**Task instructions**
Each entry needs to be reproduced verbatim.

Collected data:
※

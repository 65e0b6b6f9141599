use std::path::PathBuf;

use anyhow::Result;
use image::RgbaImage;
use log::{debug, info};

use crate::geometry::{GridSpec, piece_targets};
use crate::output::{OutputOptions, save_png};
use crate::sheet::{check_bounds, crop};

/// Crop every grid cell out of the sheet and write one image per cell.
///
/// All cells are bounds-checked before the first write. A failure while
/// writing leaves the images already saved in place.
pub fn extract_pieces(
    sheet: &RgbaImage,
    spec: &GridSpec,
    options: &OutputOptions,
) -> Result<Vec<PathBuf>> {
    let targets = piece_targets(spec)?;
    check_bounds(sheet, &targets)?;

    let mut written = Vec::with_capacity(targets.len());
    for target in &targets {
        debug!("{} rect {}", target.file_name, target.rect);

        let piece = crop(sheet, target)?;
        let path = options.output_dir.join(&target.file_name);
        save_png(&piece, &path, options.compress)?;
        info!("Saved {}", target.file_name);

        written.push(path);
    }

    Ok(written)
}
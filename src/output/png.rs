use std::fs;
use std::io::Cursor;
use std::path::Path;

use anyhow::Result;
use image::{ImageFormat, RgbaImage};

use crate::cli::CompressionLevel;
use crate::error::SplitterError;

/// Save an image as PNG, optionally with compression.
///
/// An existing file at `path` is overwritten.
pub fn save_png(image: &RgbaImage, path: &Path, compress: Option<CompressionLevel>) -> Result<()> {
    // Encode to PNG in memory
    let mut png_data = Cursor::new(Vec::new());
    image
        .write_to(&mut png_data, ImageFormat::Png)
        .map_err(|e| SplitterError::ImageSave {
            path: path.to_path_buf(),
            source: e,
        })?;

    let output_data = if let Some(level) = compress {
        let opts = match level {
            CompressionLevel::Level(n) => oxipng::Options::from_preset(n),
            CompressionLevel::Max => oxipng::Options::max_compression(),
        };
        oxipng::optimize_from_memory(&png_data.into_inner(), &opts).map_err(|e| {
            SplitterError::PngCompress {
                path: path.to_path_buf(),
                message: e.to_string(),
            }
        })?
    } else {
        png_data.into_inner()
    };

    fs::write(path, output_data).map_err(|e| SplitterError::OutputWrite {
        path: path.to_path_buf(),
        source: e,
    })?;

    Ok(())
}
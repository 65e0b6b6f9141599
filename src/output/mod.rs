mod png;

pub use png::save_png;

use std::path::PathBuf;

use crate::cli::CompressionLevel;

/// Where and how extracted images are written
#[derive(Debug, Clone)]
pub struct OutputOptions {
    pub output_dir: PathBuf,
    pub compress: Option<CompressionLevel>,
}

impl Default for OutputOptions {
    fn default() -> Self {
        Self {
            output_dir: PathBuf::from("."),
            compress: None,
        }
    }
}
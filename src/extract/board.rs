use std::path::PathBuf;

use anyhow::Result;
use image::RgbaImage;
use log::{debug, info};

use crate::geometry::{BoardSpec, board_target};
use crate::output::{OutputOptions, save_png};
use crate::sheet::crop;

/// Crop the board out of the sheet and write it.
///
/// Returns the path of the written image.
pub fn extract_board(
    sheet: &RgbaImage,
    spec: &BoardSpec,
    options: &OutputOptions,
) -> Result<PathBuf> {
    let target = board_target(spec)?;
    debug!("Board rect {}", target.rect);

    let board = crop(sheet, &target)?;
    let path = options.output_dir.join(&target.file_name);
    save_png(&board, &path, options.compress)?;
    info!("Saved {}", target.file_name);

    Ok(path)
}
use serde::{Deserialize, Serialize};

use super::{CropTarget, Label, Rect};
use crate::error::SplitterError;

/// Layout of the piece grid on the sprite sheet.
///
/// Rows are labelled by `colors`, columns by `piece_names`.
#[derive(Debug, Clone, PartialEq, Eq, Serialize, Deserialize)]
#[serde(default)]
pub struct GridSpec {
    /// Width of one cell in pixels
    pub cell_width: u32,
    /// Height of one cell in pixels
    pub cell_height: u32,
    /// Horizontal gap between cells
    pub gap_x: u32,
    /// Vertical gap between cells
    pub gap_y: u32,
    pub columns: u32,
    pub rows: u32,
    /// Left edge of the first cell
    pub origin_x: u32,
    /// Top edge of the first cell
    pub origin_y: u32,
    /// Color label for each row
    pub colors: Vec<String>,
    /// Piece label for each column
    pub piece_names: Vec<String>,
}

impl Default for GridSpec {
    fn default() -> Self {
        Self {
            cell_width: 150,
            cell_height: 196,
            gap_x: 1,
            gap_y: 5,
            columns: 6,
            rows: 2,
            origin_x: 1,
            origin_y: 1210,
            colors: ["black", "white"].map(String::from).to_vec(),
            piece_names: ["bishop", "king", "knight", "pawn", "queen", "rook"]
                .map(String::from)
                .to_vec(),
        }
    }
}

impl GridSpec {
    /// Rect of the cell at (row, col).
    pub fn cell_rect(&self, row: u32, col: u32) -> Option<Rect> {
        let left = self
            .cell_width
            .checked_add(self.gap_x)?
            .checked_mul(col)?
            .checked_add(self.origin_x)?;
        let upper = self
            .cell_height
            .checked_add(self.gap_y)?
            .checked_mul(row)?
            .checked_add(self.origin_y)?;
        Rect::from_origin(left, upper, self.cell_width, self.cell_height)
    }

    fn check_labels(&self) -> Result<(), SplitterError> {
        if self.colors.len() != self.rows as usize {
            return Err(SplitterError::LabelMismatch {
                axis: "rows",
                expected: self.rows,
                actual: self.colors.len(),
            });
        }
        if self.piece_names.len() != self.columns as usize {
            return Err(SplitterError::LabelMismatch {
                axis: "columns",
                expected: self.columns,
                actual: self.piece_names.len(),
            });
        }
        Ok(())
    }
}

/// Compute every cell rect of the grid with its label, in row-major order.
pub fn compute_rectangles(spec: &GridSpec) -> Result<Vec<(Rect, Label)>, SplitterError> {
    spec.check_labels()?;

    let mut cells = Vec::with_capacity(spec.colors.len() * spec.piece_names.len());
    for (row, color) in (0..spec.rows).zip(&spec.colors) {
        for (col, piece) in (0..spec.columns).zip(&spec.piece_names) {
            let rect = spec
                .cell_rect(row, col)
                .ok_or(SplitterError::GeometryOverflow)?;
            cells.push((rect, Label::new(color.as_str(), piece.as_str())));
        }
    }

    Ok(cells)
}

/// Compute the crop targets for every piece image.
pub fn piece_targets(spec: &GridSpec) -> Result<Vec<CropTarget>, SplitterError> {
    Ok(compute_rectangles(spec)?
        .into_iter()
        .map(|(rect, label)| CropTarget::new(rect, label.file_name()))
        .collect())
}
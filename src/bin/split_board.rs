use std::fs;

use anyhow::Result;
use clap::Parser;

use chess_splitter::cli::{CliArgs, Settings, init_logging};
use chess_splitter::extract::extract_board;
use chess_splitter::sheet::load_sheet;

#[allow(clippy::print_stderr)]
fn main() {
    if let Err(e) = run() {
        // Use eprintln instead of error! because logger may not be initialized
        eprintln!("Error: {:#}", e);
        std::process::exit(1);
    }
}

fn run() -> Result<()> {
    let cli = CliArgs::parse();
    let settings = Settings::resolve(&cli)?;
    init_logging(settings.verbose);

    let sheet = load_sheet(&settings.sheet)?;

    if !settings.output.output_dir.exists() {
        fs::create_dir_all(&settings.output.output_dir)?;
    }

    extract_board(&sheet, &settings.board, &settings.output)?;

    Ok(())
}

※

**Solution to this problem**
repository 65e0b6b6f9141599
use std::path::PathBuf;

use anyhow::Result;
use image::RgbaImage;
use log::{debug, info};

use crate::geometry::{GridSpec, piece_targets};
use crate::output::{OutputOptions, save_png};
use crate::sheet::{check_bounds, crop};

/// Crop every grid cell out of the sheet and write one image per cell.
///
/// All cells are bounds-checked before the first write. A failure while
/// writing leaves the images already saved in place.
pub fn extract_pieces(
    sheet: &RgbaImage,
    spec: &GridSpec,
    options: &OutputOptions,
) -> Result<Vec<PathBuf>> {
    let targets = piece_targets(spec)?;
    check_bounds(sheet, &targets)?;

    let mut written = Vec::with_capacity(targets.len());
    for target in &targets {
        debug!("{} rect {}", target.file_name, target.rect);

        let piece = crop(sheet, target)?;
        let path = options.output_dir.join(&target.file_name);
        save_png(&piece, &path, options.compress)?;
        info!("Saved {}", target.file_name);

        written.push(path);
    }

    Ok(written)
}
filename src/output/png.rs
use std::fs;
use std::io::Cursor;
use std::path::Path;

use anyhow::Result;
use image::{ImageFormat, RgbaImage};

use crate::cli::CompressionLevel;
use crate::error::SplitterError;

/// Save an image as PNG, optionally with compression.
///
/// An existing file at `path` is overwritten.
pub fn save_png(image: &RgbaImage, path: &Path, compress: Option<CompressionLevel>) -> Result<()> {
    // Encode to PNG in memory
    let mut png_data = Cursor::new(Vec::new());
    image
        .write_to(&mut png_data, ImageFormat::Png)
        .map_err(|e| SplitterError::ImageSave {
            path: path.to_path_buf(),
            source: e,
        })?;

    let output_data = if let Some(level) = compress {
        let opts = match level {
            CompressionLevel::Level(n) => oxipng::Options::from_preset(n),
            CompressionLevel::Max => oxipng::Options::max_compression(),
        };
        oxipng::optimize_from_memory(&png_data.into_inner(), &opts).map_err(|e| {
            SplitterError::PngCompress {
                path: path.to_path_buf(),
                message: e.to_string(),
            }
        })?
    } else {
        png_data.into_inner()
    };

    fs::write(path, output_data).map_err(|e| SplitterError::OutputWrite {
        path: path.to_path_buf(),
        source: e,
    })?;

    Ok(())
}
repository 65e0b6b6f9141599
filename src/output/mod.rs
mod png;

pub use png::save_png;

use std::path::PathBuf;

use crate::cli::CompressionLevel;

/// Where and how extracted images are written
#[derive(Debug, Clone)]
pub struct OutputOptions {
    pub output_dir: PathBuf,
    pub compress: Option<CompressionLevel>,
}

impl Default for OutputOptions {
    fn default() -> Self {
        Self {
            output_dir: PathBuf::from("."),
            compress: None,
        }
    }
}
filename src/extract/board.rs
use std::path::PathBuf;

use anyhow::Result;
use image::RgbaImage;
use log::{debug, info};

use crate::geometry::{BoardSpec, board_target};
use crate::output::{OutputOptions, save_png};
use crate::sheet::crop;

/// Crop the board out of the sheet and write it.
///
/// Returns the path of the written image.
pub fn extract_board(
    sheet: &RgbaImage,
    spec: &BoardSpec,
    options: &OutputOptions,
) -> Result<PathBuf> {
    let target = board_target(spec)?;
    debug!("Board rect {}", target.rect);

    let board = crop(sheet, &target)?;
    let path = options.output_dir.join(&target.file_name);
    save_png(&board, &path, options.compress)?;
    info!("Saved {}", target.file_name);

    Ok(path)
}
use serde::{Deserialize, Serialize};

use super::{CropTarget, Label, Rect};
use crate::error::SplitterError;

/// Layout of the piece grid on the sprite sheet.
///
/// Rows are labelled by `colors`, columns by `piece_names`.
#[derive(Debug, Clone, PartialEq, Eq, Serialize, Deserialize)]
#[serde(default)]
pub struct GridSpec {
    /// Width of one cell in pixels
    pub cell_width: u32,
    /// Height of one cell in pixels
    pub cell_height: u32,
    /// Horizontal gap between cells
    pub gap_x: u32,
    /// Vertical gap between cells
    pub gap_y: u32,
    pub columns: u32,
    pub rows: u32,
    /// Left edge of the first cell
    pub origin_x: u32,
    /// Top edge of the first cell
    pub origin_y: u32,
    /// Color label for each row
    pub colors: Vec<String>,
    /// Piece label for each column
    pub piece_names: Vec<String>,
}

impl Default for GridSpec {
    fn default() -> Self {
        Self {
            cell_width: 150,
            cell_height: 196,
            gap_x: 1,
            gap_y: 5,
            columns: 6,
            rows: 2,
            origin_x: 1,
            origin_y: 1210,
            colors: ["black", "white"].map(String::from).to_vec(),
            piece_names: ["bishop", "king", "knight", "pawn", "queen", "rook"]
                .map(String::from)
                .to_vec(),
        }
    }
}

impl GridSpec {
    /// Rect of the cell at (row, col).
    pub fn cell_rect(&self, row: u32, col: u32) -> Option<Rect> {
        let left = self
            .cell_width
            .checked_add(self.gap_x)?
            .checked_mul(col)?
            .checked_add(self.origin_x)?;
        let upper = self
            .cell_height
            .checked_add(self.gap_y)?
            .checked_mul(row)?
            .checked_add(self.origin_y)?;
        Rect::from_origin(left, upper, self.cell_width, self.cell_height)
    }

    fn check_labels(&self) -> Result<(), SplitterError> {
        if self.colors.len() != self.rows as usize {
            return Err(SplitterError::LabelMismatch {
                axis: "rows",
                expected: self.rows,
                actual: self.colors.len(),
            });
        }
        if self.piece_names.len() != self.columns as usize {
            return Err(SplitterError::LabelMismatch {
                axis: "columns",
                expected: self.columns,
                actual: self.piece_names.len(),
            });
        }
        Ok(())
    }
}

/// Compute every cell rect of the grid with its label, in row-major order.
pub fn compute_rectangles(spec: &GridSpec) -> Result<Vec<(Rect, Label)>, SplitterError> {
    spec.check_labels()?;

    let mut cells = Vec::with_capacity(spec.colors.len() * spec.piece_names.len());
    for (row, color) in (0..spec.rows).zip(&spec.colors) {
        for (col, piece) in (0..spec.columns).zip(&spec.piece_names) {
            let rect = spec
                .cell_rect(row, col)
                .ok_or(SplitterError::GeometryOverflow)?;
            cells.push((rect, Label::new(color.as_str(), piece.as_str())));
        }
    }

    Ok(cells)
}

/// Compute the crop targets for every piece image.
pub fn piece_targets(spec: &GridSpec) -> Result<Vec<CropTarget>, SplitterError> {
    Ok(compute_rectangles(spec)?
        .into_iter()
        .map(|(rect, label)| CropTarget::new(rect, label.file_name()))
        .collect())
}
filename src/bin/split_board.rs
use std::fs;

use anyhow::Result;
use clap::Parser;

use chess_splitter::cli::{CliArgs, Settings, init_logging};
use chess_splitter::extract::extract_board;
use chess_splitter::sheet::load_sheet;

#[allow(clippy::print_stderr)]
fn main() {
    if let Err(e) = run() {
        // Use eprintln instead of error! because logger may not be initialized
        eprintln!("Error: {:#}", e);
        std::process::exit(1);
    }
}

fn run() -> Result<()> {
    let cli = CliArgs::parse();
    let settings = Settings::resolve(&cli)?;
    init_logging(settings.verbose);

    let sheet = load_sheet(&settings.sheet)?;

    if !settings.output.output_dir.exists() {
        fs::create_dir_all(&settings.output.output_dir)?;
    }

    extract_board(&sheet, &settings.board, &settings.output)?;

    Ok(())
}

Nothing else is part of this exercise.